Abdoullaye Adoum
Une pratique ancestrale menacée par les amusements qu’offrent les téléphones
portables.
«Dalley », «yaré », «gouzzi » ou « sidjé » sont les diverses appellations données au jeu traditionnel le plus populaire au Tchad. A la différence du damier, la surface du jeu « sidjé » est constituée de 30 trous, dont cinq alignements en vertical et six en horizontal. Mais ses fans et amateurs, dont la plupart sont à l’automne de la vie, estiment que les téléphones portables qui offrent un divertissement d’un nouveau type, constituent une menace pour ce jeu ancestral.
Peu importe l’environnement, propre ou insalubre, l’essentiel pour les joueurs est de trouver un endroit sableux où ils peuvent facilement creuser des trous, pour dessiner leur tableau de jeu. «Les joueurs disposent chacun de douze pions», explique Hamid Youssouf, un sexagénaire et joueur avéré. Cet ancien militaire à la retraite est considéré par ses pairs comme le plus sage
du quartier Goudji, sis au 10e arrondissement de la capitale.

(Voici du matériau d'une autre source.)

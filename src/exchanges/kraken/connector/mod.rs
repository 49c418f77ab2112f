use crate::core::config::ExchangeDescriptor;
use crate::core::errors::ExchangeError;
use crate::core::kernel::RestClient;
use crate::core::traits::{AccountInfo, ExchangeConnector, FundingRateSource, MarketDataSource, OrderPlacer};
use crate::core::types::{
    Balances, Currency, DepositAddress, EditOrderRequest, ExchangeStatus, FetchParams, LedgerEntry, Market,
    Ohlcv, Order, OrderBook, OrderRequest, Position, Ticker, Trade, Transaction, Transfer, TransferRequest,
    WithdrawRequest,
};
use crate::exchanges::kraken::rest::KrakenRest;
use async_trait::async_trait;
use std::collections::BTreeMap;

pub mod account;
pub mod market_data;
pub mod trading;

pub use account::Account;
pub use market_data::MarketData;
pub use trading::Trading;

/// Kraken connector that composes all sub-trait implementations
pub struct KrakenConnector<R: RestClient> {
    pub market: MarketData<R>,
    pub trading: Trading<R>,
    pub account: Account<R>,
    rest: KrakenRest<R>,
}

impl<R: RestClient + Clone> KrakenConnector<R> {
    pub fn new(rest: KrakenRest<R>) -> Self {
        Self {
            market: MarketData::new(&rest),
            trading: Trading::new(&rest),
            account: Account::new(&rest),
            rest,
        }
    }

    /// The REST client shared by every half, including its market cache.
    pub fn rest(&self) -> &KrakenRest<R> {
        &self.rest
    }
}

/// Implement MarketDataSource trait for the Kraken connector
#[async_trait]
impl<R: RestClient> MarketDataSource for KrakenConnector<R> {
    async fn load_markets(&self, reload: bool) -> Result<Vec<Market>, ExchangeError> {
        self.market.load_markets(reload).await
    }

    async fn fetch_markets(&self) -> Result<Vec<Market>, ExchangeError> {
        self.market.fetch_markets().await
    }

    async fn fetch_currencies(&self) -> Result<Vec<Currency>, ExchangeError> {
        self.market.fetch_currencies().await
    }

    async fn fetch_ticker(&self, symbol: &str) -> Result<Ticker, ExchangeError> {
        self.market.fetch_ticker(symbol).await
    }

    async fn fetch_tickers(&self, symbols: Option<&[String]>) -> Result<BTreeMap<String, Ticker>, ExchangeError> {
        self.market.fetch_tickers(symbols).await
    }

    async fn fetch_order_book(&self, symbol: &str, limit: Option<usize>) -> Result<OrderBook, ExchangeError> {
        self.market.fetch_order_book(symbol, limit).await
    }

    async fn fetch_trades(&self, symbol: &str, params: FetchParams) -> Result<Vec<Trade>, ExchangeError> {
        self.market.fetch_trades(symbol, params).await
    }

    async fn fetch_ohlcv(
        &self,
        symbol: &str,
        timeframe: &str,
        params: FetchParams,
    ) -> Result<Vec<Ohlcv>, ExchangeError> {
        self.market.fetch_ohlcv(symbol, timeframe, params).await
    }

    async fn fetch_time(&self) -> Result<i64, ExchangeError> {
        self.market.fetch_time().await
    }

    async fn fetch_status(&self) -> Result<ExchangeStatus, ExchangeError> {
        self.market.fetch_status().await
    }
}

/// Implement OrderPlacer trait for the Kraken connector
#[async_trait]
impl<R: RestClient> OrderPlacer for KrakenConnector<R> {
    async fn create_order(&self, order: OrderRequest) -> Result<Order, ExchangeError> {
        self.trading.create_order(order).await
    }

    async fn edit_order(&self, order: EditOrderRequest) -> Result<Order, ExchangeError> {
        self.trading.edit_order(order).await
    }

    async fn cancel_order(&self, id: &str, symbol: Option<&str>) -> Result<Order, ExchangeError> {
        self.trading.cancel_order(id, symbol).await
    }

    async fn cancel_orders(&self, ids: &[String], symbol: Option<&str>) -> Result<Vec<Order>, ExchangeError> {
        self.trading.cancel_orders(ids, symbol).await
    }

    async fn cancel_all_orders(&self, symbol: Option<&str>) -> Result<Vec<Order>, ExchangeError> {
        self.trading.cancel_all_orders(symbol).await
    }

    async fn cancel_all_orders_after(&self, timeout_ms: i64) -> Result<serde_json::Value, ExchangeError> {
        self.trading.cancel_all_orders_after(timeout_ms).await
    }

    async fn fetch_order(&self, id: &str, symbol: Option<&str>) -> Result<Order, ExchangeError> {
        self.trading.fetch_order(id, symbol).await
    }

    async fn fetch_open_orders(&self, symbol: Option<&str>, params: FetchParams) -> Result<Vec<Order>, ExchangeError> {
        self.trading.fetch_open_orders(symbol, params).await
    }

    async fn fetch_closed_orders(
        &self,
        symbol: Option<&str>,
        params: FetchParams,
    ) -> Result<Vec<Order>, ExchangeError> {
        self.trading.fetch_closed_orders(symbol, params).await
    }

    async fn fetch_my_trades(&self, symbol: Option<&str>, params: FetchParams) -> Result<Vec<Trade>, ExchangeError> {
        self.trading.fetch_my_trades(symbol, params).await
    }
}

/// Implement AccountInfo trait for the Kraken connector
#[async_trait]
impl<R: RestClient> AccountInfo for KrakenConnector<R> {
    async fn fetch_balance(&self) -> Result<Balances, ExchangeError> {
        self.account.fetch_balance().await
    }

    async fn fetch_deposits(&self, code: Option<&str>, params: FetchParams) -> Result<Vec<Transaction>, ExchangeError> {
        self.account.fetch_deposits(code, params).await
    }

    async fn fetch_withdrawals(
        &self,
        code: Option<&str>,
        params: FetchParams,
    ) -> Result<Vec<Transaction>, ExchangeError> {
        self.account.fetch_withdrawals(code, params).await
    }

    async fn fetch_deposit_address(&self, code: &str, network: Option<&str>) -> Result<DepositAddress, ExchangeError> {
        self.account.fetch_deposit_address(code, network).await
    }

    async fn withdraw(&self, request: WithdrawRequest) -> Result<Transaction, ExchangeError> {
        self.account.withdraw(request).await
    }

    async fn transfer(&self, request: TransferRequest) -> Result<Transfer, ExchangeError> {
        self.account.transfer(request).await
    }

    async fn fetch_ledger(&self, code: Option<&str>, params: FetchParams) -> Result<Vec<LedgerEntry>, ExchangeError> {
        self.account.fetch_ledger(code, params).await
    }

    async fn fetch_positions(&self) -> Result<Vec<Position>, ExchangeError> {
        self.account.fetch_positions().await
    }
}

/// Kraken spot has no funding rates.
impl<R: RestClient> FundingRateSource for KrakenConnector<R> {}

impl<R: RestClient> ExchangeConnector for KrakenConnector<R> {
    fn descriptor(&self) -> &ExchangeDescriptor {
        self.rest.descriptor()
    }
}
use crate::core::markets::MarketCache;
use crate::core::precision::precision_from_digits;
use crate::core::safe;
use crate::core::types::{
    Asset, Balance, Balances, Fee, Market, MinMax, Ohlcv, Order, OrderSide, OrderStatus, OrderType,
    TakerOrMaker, Ticker, Trade, Transaction, TransactionStatus, TransactionType,
};
use serde_json::Value;
use std::sync::Arc;

/// Entry of `common/symbols`. Ids look like `BTC_BRL`.
pub fn convert_novadax_market(cache: &MarketCache, raw: &Value) -> Option<Market> {
    let id = safe::string(raw, "symbol")?;
    let base_id = safe::string(raw, "baseCurrency")?;
    let quote_id = safe::string(raw, "quoteCurrency")?;
    let base = cache.safe_currency_code(&base_id);
    let quote = cache.safe_currency_code(&quote_id);

    let mut market = Market::spot(id, Asset::new(base_id, base), Asset::new(quote_id, quote));
    market.active = safe::string(raw, "status").as_deref() == Some("ONLINE");
    market.precision.amount = safe::integer(raw, "amountPrecision").and_then(precision_from_digits);
    market.precision.price = safe::integer(raw, "pricePrecision").and_then(precision_from_digits);
    market.limits.amount = MinMax::new(safe::decimal(raw, "minOrderAmount"), None);
    market.limits.cost = MinMax::new(safe::decimal(raw, "minOrderValue"), None);
    market.info = raw.clone();
    Some(market)
}

/// Market for an id, building an inactive pair from `BASE_QUOTE` ids the
/// cache has never seen.
pub fn resolve_market(cache: &MarketCache, id: &str) -> Option<Arc<Market>> {
    cache.resolve(id, |id| {
        let (base_id, quote_id) = id.split_once('_')?;
        let mut market = Market::spot(
            id,
            Asset::new(base_id, cache.safe_currency_code(base_id)),
            Asset::new(quote_id, cache.safe_currency_code(quote_id)),
        );
        market.active = false;
        Some(market)
    })
}

fn symbol_of(cache: &MarketCache, raw: &Value, market: Option<&Arc<Market>>) -> Option<Arc<Market>> {
    safe::string(raw, "symbol")
        .and_then(|id| resolve_market(cache, &id))
        .or_else(|| market.cloned())
}

pub fn convert_novadax_ticker(raw: &Value, market: &Market) -> Ticker {
    Ticker {
        symbol: market.symbol().to_string(),
        timestamp: safe::integer(raw, "timestamp"),
        high: safe::decimal(raw, "high24h"),
        low: safe::decimal(raw, "low24h"),
        bid: safe::decimal(raw, "bid"),
        ask: safe::decimal(raw, "ask"),
        open: safe::decimal(raw, "open24h"),
        last: safe::decimal(raw, "lastPrice"),
        base_volume: safe::decimal(raw, "baseVolume24h"),
        quote_volume: safe::decimal(raw, "quoteVolume24h"),
        info: raw.clone(),
        ..Ticker::default()
    }
    .complete()
}

/// `{score, openPrice, highPrice, lowPrice, closePrice, amount, vol}`.
/// `volume_key` selects base (`amount`) or quote (`vol`) volume.
pub fn convert_novadax_ohlcv(raw: &Value, volume_key: &str) -> Option<Ohlcv> {
    Some(Ohlcv {
        timestamp: safe::timestamp_secs(raw, "score")?,
        open: safe::decimal(raw, "openPrice"),
        high: safe::decimal(raw, "highPrice"),
        low: safe::decimal(raw, "lowPrice"),
        close: safe::decimal(raw, "closePrice"),
        volume: safe::decimal(raw, volume_key),
    })
}

/// Public trades carry only price, amount, side and time; fills from
/// `orders/fill(s)` add ids, role and fee.
pub fn convert_novadax_trade(cache: &MarketCache, raw: &Value, market: Option<&Arc<Market>>) -> Trade {
    let market = symbol_of(cache, raw, market);
    let fee = safe::string(raw, "fee").map(|_| Fee {
        cost: safe::decimal(raw, "feeAmount"),
        currency: safe::string(raw, "feeCurrency").map(|id| cache.safe_currency_code(&id)),
        rate: None,
    });
    let taker_or_maker = match safe::string_lower(raw, "role").as_deref() {
        Some("maker") => Some(TakerOrMaker::Maker),
        Some("taker") => Some(TakerOrMaker::Taker),
        _ => None,
    };

    Trade {
        id: safe::string(raw, "id"),
        order: safe::string(raw, "orderId"),
        symbol: market.as_ref().map(|m| m.symbol().to_string()),
        timestamp: safe::integer(raw, "timestamp"),
        side: safe::string(raw, "side").and_then(|s| OrderSide::parse(&s)),
        taker_or_maker,
        price: safe::decimal(raw, "price"),
        amount: safe::decimal(raw, "amount"),
        fee,
        info: raw.clone(),
        ..Trade::default()
    }
    .complete()
}

/// `account/getBalance` data: one entry per currency.
pub fn convert_novadax_balance(cache: &MarketCache, data: &Value) -> Balances {
    let mut balances = Balances::new(data.clone());
    for entry in data.as_array().into_iter().flatten() {
        let Some(id) = safe::string(entry, "currency") else {
            continue;
        };
        balances.insert(
            cache.safe_currency_code(&id),
            Balance {
                free: safe::decimal(entry, "available"),
                used: safe::decimal(entry, "hold"),
                total: safe::decimal(entry, "balance"),
            },
        );
    }
    balances
}

pub fn order_status(raw: &str) -> OrderStatus {
    OrderStatus::from_table(
        raw,
        &[
            ("SUBMITTED", OrderStatus::Open),
            ("PROCESSING", OrderStatus::Open),
            ("PARTIAL_FILLED", OrderStatus::Open),
            ("CANCELING", OrderStatus::Open),
            ("FILLED", OrderStatus::Closed),
            ("CANCELED", OrderStatus::Canceled),
            ("REJECTED", OrderStatus::Rejected),
        ],
    )
}

/// `STOP_LIMIT` and `STOP_MARKET` are limit and market orders with a
/// trigger price.
fn order_type(raw: &str) -> Option<OrderType> {
    OrderType::parse(raw.trim_start_matches("STOP_").trim_start_matches("stop_"))
}

pub fn convert_novadax_order(cache: &MarketCache, raw: &Value, market: Option<&Arc<Market>>) -> Order {
    let market = symbol_of(cache, raw, market);
    Order {
        id: safe::string(raw, "id").unwrap_or_default(),
        timestamp: safe::integer(raw, "timestamp"),
        status: safe::string(raw, "status").map(|s| order_status(&s)),
        symbol: market.as_ref().map(|m| m.symbol().to_string()),
        order_type: safe::string(raw, "type").and_then(|t| order_type(&t)),
        side: safe::string(raw, "side").and_then(|s| OrderSide::parse(&s)),
        price: safe::decimal(raw, "price"),
        average: safe::decimal(raw, "averagePrice"),
        amount: safe::decimal(raw, "amount"),
        filled: safe::decimal(raw, "filledAmount"),
        cost: safe::decimal_n(raw, &["filledValue", "value"]),
        trigger_price: safe::decimal(raw, "stopPrice"),
        fee: safe::decimal(raw, "filledFee").map(|cost| Fee {
            cost: Some(cost),
            currency: None,
            rate: None,
        }),
        info: raw.clone(),
        ..Order::default()
    }
    .complete()
}

/// States look like `"Deposit SUCCESS"`; the second word is the state.
pub fn transaction_status(raw: &str) -> TransactionStatus {
    let state = raw.split(' ').nth(1).unwrap_or(raw);
    TransactionStatus::from_table(
        state,
        &[
            ("Pending", TransactionStatus::Pending),
            ("confirming", TransactionStatus::Pending),
            ("SUCCESS", TransactionStatus::Ok),
            ("FAIL", TransactionStatus::Failed),
        ],
    )
}

/// Entries of `wallet/query/deposit-withdraw`.
pub fn convert_novadax_transaction(cache: &MarketCache, raw: &Value) -> Transaction {
    let transaction_type = match safe::string(raw, "type").as_deref() {
        Some("COIN_IN") => Some(TransactionType::Deposit),
        Some("COIN_OUT") => Some(TransactionType::Withdrawal),
        _ => None,
    };
    let address = safe::string(raw, "address");
    let tag = safe::string(raw, "addressTag");
    let timestamp = safe::integer(raw, "createdAt");

    Transaction {
        id: safe::string(raw, "id"),
        txid: safe::string(raw, "txHash"),
        transaction_type,
        currency: safe::string(raw, "currency").map(|id| cache.safe_currency_code(&id)),
        network: safe::string(raw, "chain"),
        amount: safe::decimal(raw, "amount"),
        address_to: address.clone(),
        address,
        tag_to: tag.clone(),
        tag,
        status: safe::string(raw, "state").map(|s| transaction_status(&s)),
        updated: safe::integer(raw, "updatedAt"),
        timestamp,
        datetime: safe::iso8601_opt(timestamp),
        info: raw.clone(),
        ..Transaction::default()
    }
}
use crate::core::kernel::signer::{hmac_sha256, md5_hex, urlencode, with_query, Credentials, Encoding};
use crate::core::kernel::{HttpRequest, NonceGenerator, RequestParts, SignatureResult, Signer};
use crate::exchanges::novadax::types::API_VERSION;
use reqwest::Method;
use serde_json::Value;

/// Signs `METHOD\n/v1/{path}\n{query or body md5}\n{timestamp}` with
/// HMAC-SHA256.
pub struct NovadaxSigner {
    credentials: Credentials,
    nonces: NonceGenerator,
}

impl NovadaxSigner {
    pub fn new(api_key: String, secret_key: String) -> Self {
        Self {
            credentials: Credentials::new(api_key, secret_key),
            nonces: NonceGenerator::new(),
        }
    }

    pub fn sign_with(&self, request: &RequestParts, timestamp: i64) -> SignatureResult {
        let (api_key, secret) = self.credentials.require("novadax")?;
        let timestamp = timestamp.to_string();
        let path = format!("/{}/{}", API_VERSION, request.path);
        let url = format!("{}{}", request.base_url, path);

        let (signed, query) = if request.method == Method::POST {
            let body = Value::Object(request.params.clone()).to_string();
            let digest = md5_hex(body.as_bytes());
            let signed = HttpRequest::new(Method::POST, url)
                .header("Content-Type", "application/json")
                .body(body);
            (signed, digest)
        } else {
            let query = urlencode(&request.params);
            let signed = HttpRequest::new(request.method.clone(), with_query(url, &request.params));
            (signed, query)
        };

        let auth = format!("{}\n{}\n{}\n{}", request.method.as_str(), path, query, timestamp);
        let signature = hmac_sha256(secret.as_bytes(), auth.as_bytes(), Encoding::Hex)?;
        Ok(signed
            .header("X-Nova-Access-Key", api_key)
            .header("X-Nova-Timestamp", timestamp)
            .header("X-Nova-Signature", signature))
    }
}

impl Signer for NovadaxSigner {
    fn sign_request(&self, request: &RequestParts, nonce: i64) -> SignatureResult {
        self.sign_with(request, nonce)
    }

    fn nonces(&self) -> &NonceGenerator {
        &self.nonces
    }
}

Les pions utilisés par les joueurs sont en réalité de vieilles tapettes découpées en morceau prenant la forme d’un carré.
Les joueurs ou encore les adversaires, se mettent en duo et posent tour à tour un pion jusqu’à l’épuisement. Il y a deux manières de procéder au jeu. « D’emblée, les points sont notés après l’alignement successif des trois pions », poursuit Hamid.
Le sidjé est un des jeux populaires les plus anciens au Tchad. Nul n’est en mesure d’indiquer sa date de naissance, moins encore la date de son entrée dans le pays. Mais, certains s’accordent sur le fait qu’il est fréquemment pratiqué dans les régions les plus désertiques.
Prisé par les adultes, ce jeu reste jusqu’à présent le jeu favori des militaires, généralement d’un âge très poussé.
Pendant le jeu, les insultes fusent de partout. Les joueurs se titillent en échangeant de l’opprobre. Cela fait partie intégrante du jeu, dit-on. « Pour provoquer son adversaire, on l’insulte. Et s’il n’arrive pas à relever le défi, on continue davantage. Mais, dès lors qu’il arrive à prendre le dessus, il rendra la monnaie », lance un joueur .
Passionnés, commerçants, fonctionnaires, retraités, sans emplois ne se lassent guère du jeu. Ils s’y livrent à cœur joie du lundi jusqu’à dimanche, du matin au soir. Ces fans craignent, toutefois, la disparition de ce jeu, menacé par les amusements qu’offrent les appareils
téléphoniques. « Après nous, ce jeu risque de disparaitre au détriment des jeux ludiques disponibles dans les
téléphones portables», affirme désespérément le sage Hamid.